**TASK TO COMPLETE**: For the word "CorrelationMatrix", report how many lines of the records below contain it, and nothing more.

**RECORDS SUPPLIED**:
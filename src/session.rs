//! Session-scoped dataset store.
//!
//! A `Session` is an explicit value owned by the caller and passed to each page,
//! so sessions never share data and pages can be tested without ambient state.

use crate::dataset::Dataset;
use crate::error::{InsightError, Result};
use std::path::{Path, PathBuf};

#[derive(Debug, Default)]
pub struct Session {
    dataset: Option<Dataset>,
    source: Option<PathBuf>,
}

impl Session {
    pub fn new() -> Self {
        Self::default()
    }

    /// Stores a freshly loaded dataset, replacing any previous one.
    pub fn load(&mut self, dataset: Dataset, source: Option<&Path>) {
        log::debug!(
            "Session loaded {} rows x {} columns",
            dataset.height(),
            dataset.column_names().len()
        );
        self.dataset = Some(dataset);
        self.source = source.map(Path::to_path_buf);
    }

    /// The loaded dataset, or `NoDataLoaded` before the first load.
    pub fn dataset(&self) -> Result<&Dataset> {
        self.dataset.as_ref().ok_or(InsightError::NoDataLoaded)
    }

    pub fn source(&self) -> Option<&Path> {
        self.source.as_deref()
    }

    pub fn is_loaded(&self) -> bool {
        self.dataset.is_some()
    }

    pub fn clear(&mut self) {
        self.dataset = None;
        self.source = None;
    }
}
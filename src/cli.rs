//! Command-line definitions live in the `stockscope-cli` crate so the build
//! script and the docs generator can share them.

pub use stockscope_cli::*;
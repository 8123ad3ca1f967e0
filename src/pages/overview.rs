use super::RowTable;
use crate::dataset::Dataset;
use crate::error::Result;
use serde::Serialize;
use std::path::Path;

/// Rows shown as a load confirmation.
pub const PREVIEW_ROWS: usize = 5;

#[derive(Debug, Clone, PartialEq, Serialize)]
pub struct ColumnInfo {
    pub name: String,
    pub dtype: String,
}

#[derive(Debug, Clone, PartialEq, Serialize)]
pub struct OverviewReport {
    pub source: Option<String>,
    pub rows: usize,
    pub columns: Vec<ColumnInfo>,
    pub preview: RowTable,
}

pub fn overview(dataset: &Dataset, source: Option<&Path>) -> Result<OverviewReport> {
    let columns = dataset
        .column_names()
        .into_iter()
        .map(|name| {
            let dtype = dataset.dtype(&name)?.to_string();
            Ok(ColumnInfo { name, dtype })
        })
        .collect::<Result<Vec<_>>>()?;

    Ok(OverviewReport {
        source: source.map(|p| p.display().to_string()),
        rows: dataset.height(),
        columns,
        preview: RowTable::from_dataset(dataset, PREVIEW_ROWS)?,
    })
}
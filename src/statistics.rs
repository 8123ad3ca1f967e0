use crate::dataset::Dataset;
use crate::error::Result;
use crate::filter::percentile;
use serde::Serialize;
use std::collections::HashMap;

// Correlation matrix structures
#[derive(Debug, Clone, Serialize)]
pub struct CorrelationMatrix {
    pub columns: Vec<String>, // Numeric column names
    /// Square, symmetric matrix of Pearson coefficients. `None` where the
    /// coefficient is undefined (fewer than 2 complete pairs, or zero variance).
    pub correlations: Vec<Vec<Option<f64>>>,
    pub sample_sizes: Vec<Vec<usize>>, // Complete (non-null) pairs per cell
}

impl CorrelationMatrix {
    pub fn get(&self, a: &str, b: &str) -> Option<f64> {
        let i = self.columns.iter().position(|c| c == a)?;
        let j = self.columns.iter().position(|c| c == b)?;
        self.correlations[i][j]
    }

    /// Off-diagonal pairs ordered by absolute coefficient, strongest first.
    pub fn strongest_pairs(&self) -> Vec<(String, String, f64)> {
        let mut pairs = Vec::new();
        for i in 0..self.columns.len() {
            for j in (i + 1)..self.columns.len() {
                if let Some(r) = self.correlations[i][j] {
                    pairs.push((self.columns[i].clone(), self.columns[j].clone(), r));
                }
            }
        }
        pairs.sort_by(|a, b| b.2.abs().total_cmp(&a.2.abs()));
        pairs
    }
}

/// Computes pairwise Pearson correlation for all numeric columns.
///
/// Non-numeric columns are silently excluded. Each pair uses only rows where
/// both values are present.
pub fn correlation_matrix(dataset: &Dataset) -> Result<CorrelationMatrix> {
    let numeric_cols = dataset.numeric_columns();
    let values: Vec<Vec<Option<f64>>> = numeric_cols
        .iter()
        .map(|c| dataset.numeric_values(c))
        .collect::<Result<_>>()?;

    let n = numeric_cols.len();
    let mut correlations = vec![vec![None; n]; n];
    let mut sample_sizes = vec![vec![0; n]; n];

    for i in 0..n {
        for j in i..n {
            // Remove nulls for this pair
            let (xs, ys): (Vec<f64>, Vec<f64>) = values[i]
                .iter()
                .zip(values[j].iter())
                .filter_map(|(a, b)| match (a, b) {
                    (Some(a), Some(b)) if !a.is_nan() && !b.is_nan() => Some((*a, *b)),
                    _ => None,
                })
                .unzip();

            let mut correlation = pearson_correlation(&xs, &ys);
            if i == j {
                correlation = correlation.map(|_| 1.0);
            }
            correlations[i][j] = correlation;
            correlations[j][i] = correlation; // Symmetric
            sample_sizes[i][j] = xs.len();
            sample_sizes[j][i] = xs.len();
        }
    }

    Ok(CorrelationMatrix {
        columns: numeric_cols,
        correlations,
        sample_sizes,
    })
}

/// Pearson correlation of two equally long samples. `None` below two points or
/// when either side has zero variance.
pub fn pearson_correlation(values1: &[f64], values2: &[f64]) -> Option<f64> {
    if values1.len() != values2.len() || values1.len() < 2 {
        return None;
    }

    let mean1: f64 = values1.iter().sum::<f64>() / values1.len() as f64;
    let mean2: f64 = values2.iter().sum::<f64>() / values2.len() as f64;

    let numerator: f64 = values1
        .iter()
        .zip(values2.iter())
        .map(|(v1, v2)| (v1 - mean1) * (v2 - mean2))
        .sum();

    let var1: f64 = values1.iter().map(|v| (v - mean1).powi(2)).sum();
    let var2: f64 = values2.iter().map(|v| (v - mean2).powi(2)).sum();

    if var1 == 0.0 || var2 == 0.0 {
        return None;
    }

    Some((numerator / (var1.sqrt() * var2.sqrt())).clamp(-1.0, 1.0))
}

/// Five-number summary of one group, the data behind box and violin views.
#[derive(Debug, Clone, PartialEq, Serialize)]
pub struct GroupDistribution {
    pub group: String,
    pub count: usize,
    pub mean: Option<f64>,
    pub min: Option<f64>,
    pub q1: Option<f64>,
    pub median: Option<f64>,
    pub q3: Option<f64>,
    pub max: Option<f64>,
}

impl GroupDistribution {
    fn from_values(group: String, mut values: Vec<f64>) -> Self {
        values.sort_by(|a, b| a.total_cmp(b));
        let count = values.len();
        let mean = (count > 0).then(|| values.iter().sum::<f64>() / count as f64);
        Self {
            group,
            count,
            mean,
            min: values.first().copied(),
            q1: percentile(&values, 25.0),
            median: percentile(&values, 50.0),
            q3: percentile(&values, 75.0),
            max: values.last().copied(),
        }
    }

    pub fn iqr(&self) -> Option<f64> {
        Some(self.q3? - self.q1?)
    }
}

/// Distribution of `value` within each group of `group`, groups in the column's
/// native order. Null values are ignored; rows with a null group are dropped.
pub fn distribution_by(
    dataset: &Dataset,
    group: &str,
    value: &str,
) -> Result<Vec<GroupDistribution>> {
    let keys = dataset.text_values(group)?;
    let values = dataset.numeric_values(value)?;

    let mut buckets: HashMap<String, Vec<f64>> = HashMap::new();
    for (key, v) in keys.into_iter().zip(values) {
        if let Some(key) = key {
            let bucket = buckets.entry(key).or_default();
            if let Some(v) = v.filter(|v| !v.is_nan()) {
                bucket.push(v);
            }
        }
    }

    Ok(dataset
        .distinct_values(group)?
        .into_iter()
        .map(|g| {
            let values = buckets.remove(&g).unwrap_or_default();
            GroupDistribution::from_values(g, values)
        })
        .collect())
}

---

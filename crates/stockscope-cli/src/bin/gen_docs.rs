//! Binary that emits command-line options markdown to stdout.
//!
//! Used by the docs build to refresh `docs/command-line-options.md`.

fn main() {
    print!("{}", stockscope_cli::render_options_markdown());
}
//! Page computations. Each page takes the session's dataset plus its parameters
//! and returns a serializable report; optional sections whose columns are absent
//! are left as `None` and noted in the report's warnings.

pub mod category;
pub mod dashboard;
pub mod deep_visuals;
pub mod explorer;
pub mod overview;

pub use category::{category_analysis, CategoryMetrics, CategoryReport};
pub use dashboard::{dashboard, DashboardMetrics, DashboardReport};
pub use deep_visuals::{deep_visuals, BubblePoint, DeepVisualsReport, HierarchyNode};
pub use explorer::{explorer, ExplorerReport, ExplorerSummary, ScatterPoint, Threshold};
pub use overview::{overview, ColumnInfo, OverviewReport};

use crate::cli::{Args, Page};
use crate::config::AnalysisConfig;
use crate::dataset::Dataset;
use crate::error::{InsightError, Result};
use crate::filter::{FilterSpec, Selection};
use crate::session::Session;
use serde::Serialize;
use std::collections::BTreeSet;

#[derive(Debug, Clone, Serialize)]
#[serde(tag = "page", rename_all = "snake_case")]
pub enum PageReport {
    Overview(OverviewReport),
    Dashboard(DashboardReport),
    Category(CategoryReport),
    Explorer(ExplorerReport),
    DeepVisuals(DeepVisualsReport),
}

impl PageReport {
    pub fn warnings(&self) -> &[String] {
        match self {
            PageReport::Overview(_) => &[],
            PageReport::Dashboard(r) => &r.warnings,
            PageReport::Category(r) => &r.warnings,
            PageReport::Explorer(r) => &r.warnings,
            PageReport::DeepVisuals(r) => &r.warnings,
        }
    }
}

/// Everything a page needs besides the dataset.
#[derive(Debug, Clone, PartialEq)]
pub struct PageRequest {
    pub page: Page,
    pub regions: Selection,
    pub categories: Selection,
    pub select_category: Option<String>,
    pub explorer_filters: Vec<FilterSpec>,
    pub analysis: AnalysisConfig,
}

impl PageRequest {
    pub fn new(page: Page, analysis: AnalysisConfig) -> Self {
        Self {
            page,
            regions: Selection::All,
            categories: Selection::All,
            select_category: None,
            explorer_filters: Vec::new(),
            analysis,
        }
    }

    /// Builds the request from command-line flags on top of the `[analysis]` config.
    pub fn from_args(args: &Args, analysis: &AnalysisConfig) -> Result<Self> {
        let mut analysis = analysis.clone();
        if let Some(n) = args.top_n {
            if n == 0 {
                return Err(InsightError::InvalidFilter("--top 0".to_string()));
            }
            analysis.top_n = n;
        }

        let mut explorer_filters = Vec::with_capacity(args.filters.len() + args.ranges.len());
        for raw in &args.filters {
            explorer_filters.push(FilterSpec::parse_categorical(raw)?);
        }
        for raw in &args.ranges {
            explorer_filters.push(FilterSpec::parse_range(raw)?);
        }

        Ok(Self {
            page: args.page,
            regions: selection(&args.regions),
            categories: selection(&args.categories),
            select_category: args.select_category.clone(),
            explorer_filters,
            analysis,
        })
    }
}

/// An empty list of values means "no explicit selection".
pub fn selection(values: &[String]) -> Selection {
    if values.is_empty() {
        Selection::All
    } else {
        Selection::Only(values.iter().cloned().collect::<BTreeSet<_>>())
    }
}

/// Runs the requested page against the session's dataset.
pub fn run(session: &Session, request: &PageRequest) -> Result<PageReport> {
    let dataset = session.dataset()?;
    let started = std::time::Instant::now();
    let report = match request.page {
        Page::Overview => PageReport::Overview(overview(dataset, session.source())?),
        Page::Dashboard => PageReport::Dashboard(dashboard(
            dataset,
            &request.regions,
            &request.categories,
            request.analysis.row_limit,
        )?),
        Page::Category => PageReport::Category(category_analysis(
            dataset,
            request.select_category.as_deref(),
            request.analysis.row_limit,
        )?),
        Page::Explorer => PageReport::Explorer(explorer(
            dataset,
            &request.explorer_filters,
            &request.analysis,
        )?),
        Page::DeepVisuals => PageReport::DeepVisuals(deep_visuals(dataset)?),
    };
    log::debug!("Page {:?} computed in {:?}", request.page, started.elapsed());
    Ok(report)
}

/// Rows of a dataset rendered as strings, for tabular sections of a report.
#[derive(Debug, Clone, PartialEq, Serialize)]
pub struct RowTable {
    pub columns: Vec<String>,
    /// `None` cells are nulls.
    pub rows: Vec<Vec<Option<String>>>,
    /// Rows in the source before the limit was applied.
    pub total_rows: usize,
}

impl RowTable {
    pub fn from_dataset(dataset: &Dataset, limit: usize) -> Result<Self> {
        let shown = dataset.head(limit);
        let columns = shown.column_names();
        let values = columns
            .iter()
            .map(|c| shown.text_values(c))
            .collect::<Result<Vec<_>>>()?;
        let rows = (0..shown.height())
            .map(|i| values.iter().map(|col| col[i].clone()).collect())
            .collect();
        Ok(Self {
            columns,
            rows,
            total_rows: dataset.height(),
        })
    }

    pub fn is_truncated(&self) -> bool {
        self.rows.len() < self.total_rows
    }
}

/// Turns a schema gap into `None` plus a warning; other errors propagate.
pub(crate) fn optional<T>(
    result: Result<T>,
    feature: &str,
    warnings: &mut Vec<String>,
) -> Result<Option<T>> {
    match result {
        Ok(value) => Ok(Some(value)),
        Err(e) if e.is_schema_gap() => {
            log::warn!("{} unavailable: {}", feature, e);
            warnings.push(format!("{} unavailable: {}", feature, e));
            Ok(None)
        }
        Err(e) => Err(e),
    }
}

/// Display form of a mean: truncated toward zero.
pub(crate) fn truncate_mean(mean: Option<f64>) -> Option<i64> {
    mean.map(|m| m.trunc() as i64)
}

**EXERCISE RESPONSE**: 4